The material that enables fragments to cement together may be a solution containing minerals of various kinds, such that sandstones may contain quartz, calcium carbonate or iron, the proportions of these determining its colour.
Very fine material will form clays or mudstones, less fine deposits lead to grits forming, and much coarser material results in a conglomerate or brecchia (in the former the pebbles are rounded, whereas they are angular in the latter).
Terms used to distinguish rocks by the size of their particles are Argillaceous (e.g. clay, mudstone, shale); Arenaceous (e.g. sandstone, grit); and Rudaceous (e.g. brecchia, conglomerate, boulder clay).
These rocks were created from the remains of once living organisms which built up over very long periods of time. These can be further classified according to the nature of the plants or animals that comprised the deposits.
Calcareous rocks (chalks and limestones) consist mainly of calcium carbonate, formed from the skeletons of marine organisms, and are distinguished by the size and nature of the particles that comprise them. The finest particles are seen in pure white chalk. Limestone is more varied, including crinoidal, coral, oolitic and shelly, the terms denoting the type of primitive organism that is mainly represented in its formation. Fossils of much larger organisms are often found embedded in limestone.
Ferruginous is a term that denotes the presence of iron, usually from the precipitation of hydrated iron oxide in the water of ancient lakes and marshes. Decomposing vegetable matter formed the basis of ironstone and “bog iron-ore”.
Siliceous rocks can be formed from the remains of sponges and minute organisms such as diatoms (single-celled plants rich in silica). These include nodules of chert and flint found in other rocks, and beds of diatomite.
Carbonaceous rocks are formed from plant accumulations and are high in carbon content. Depending on the age of the deposits and the pressure they have been put under, they can take the form of peat, lignite or coal.
These come about from the precipitation or evaporation of solutions of salts. All water that falls as rain will acquire salt in some form as it runs across the surface or finds its way underground, and these salts are often partially or totally released before the water cycle is completed. Rock formation can occur when sufficient salts accumulate in the same place. Five types of chemical formation of rock types can be distinguished.
Carbonates. Stalactites and stalagmites in limestone caves, or travertine around hot springs, are examples of carbonate deposition. Dolomite is a chemically formed compound of calcium and magnesium carbonate.
Sulphates. Hydrated calcium sulphate, in the form of gypsum or alabaster, is formed by evaporation in inland drainage basins.
Chlorides. These produce rock-salt, either on the surface or at depth.

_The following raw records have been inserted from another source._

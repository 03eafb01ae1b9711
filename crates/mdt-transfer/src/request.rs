//! # RawTransferRequest
//!
//! The loosely-typed input of one presentation request, exactly as the
//! wallet storage layer delivers it: per-document maps keyed
//! independently by document id, plus session-global fields.
//!
//! The maps are not required to share an identical id set — a document
//! may have payload bytes but no key material, or a format token but no
//! metadata. The assembler treats each map as an optional field per id.

use std::collections::HashMap;
use std::sync::Arc;

use mdt_core::{DisplayNames, DocumentId};
use mdt_zkp::ZkSystemRegistry;

/// One presentation request's raw materials.
///
/// Created once per request, immutable, and discarded after assembly.
/// Tokens are free text; byte fields are opaque at this layer.
#[derive(Debug, Clone, Default)]
pub struct RawTransferRequest {
    /// Document id → data-format token (e.g. `"cbor"`, `"sdjwt"`).
    pub data_formats: HashMap<DocumentId, String>,
    /// Document id → encoded document payload.
    pub document_data: HashMap<DocumentId, Vec<u8>>,
    /// Document id → key slot index within the document's secure area.
    pub document_key_indexes: HashMap<DocumentId, u32>,
    /// Document id → optional issuer metadata bytes.
    pub doc_metadata: HashMap<DocumentId, Option<Vec<u8>>>,
    /// Document id → optional display names for the document's fields.
    pub doc_display_names: HashMap<DocumentId, Option<DisplayNames>>,
    /// Document id → optional key-descriptor bytes (versioned record
    /// naming the secure area holding the document's private key).
    pub doc_key_descriptors: HashMap<DocumentId, Option<Vec<u8>>>,
    /// DER-encoded trust-anchor certificates.
    pub trust_anchors_der: Vec<Vec<u8>>,
    /// Device-auth-method token; unknown tokens resolve to MAC.
    pub device_auth_method: String,
    /// Document id → document-type token.
    pub doc_types: HashMap<DocumentId, String>,
    /// Document id → hashing-algorithm name (e.g. `"SHA-256"`).
    pub hashing_algs: HashMap<DocumentId, String>,
    /// Proof systems available for selective disclosure, if any.
    pub zk_registry: Option<Arc<ZkSystemRegistry>>,
}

Silicates. As well as flint and chert (mentioned above), sinter is a silicate rock, formed around the vents of hot springs.
Ironstones. Most iron ores have accumulated from chemical precipitation within sediments, although some are the result of igneous activity.
Sedimentary rocks are typically laid down in strata of varying thicknesses, and the process can continue at the same place for extremely long periods of time (millions of years in some cases). It is sometimes possible, for example, to detect annual depositions made by ancient rivers, and use these to determine the age of a particular formation.
Monkhouse, F J, Principles of physical geography. 6th ed. University of London Press, 1965.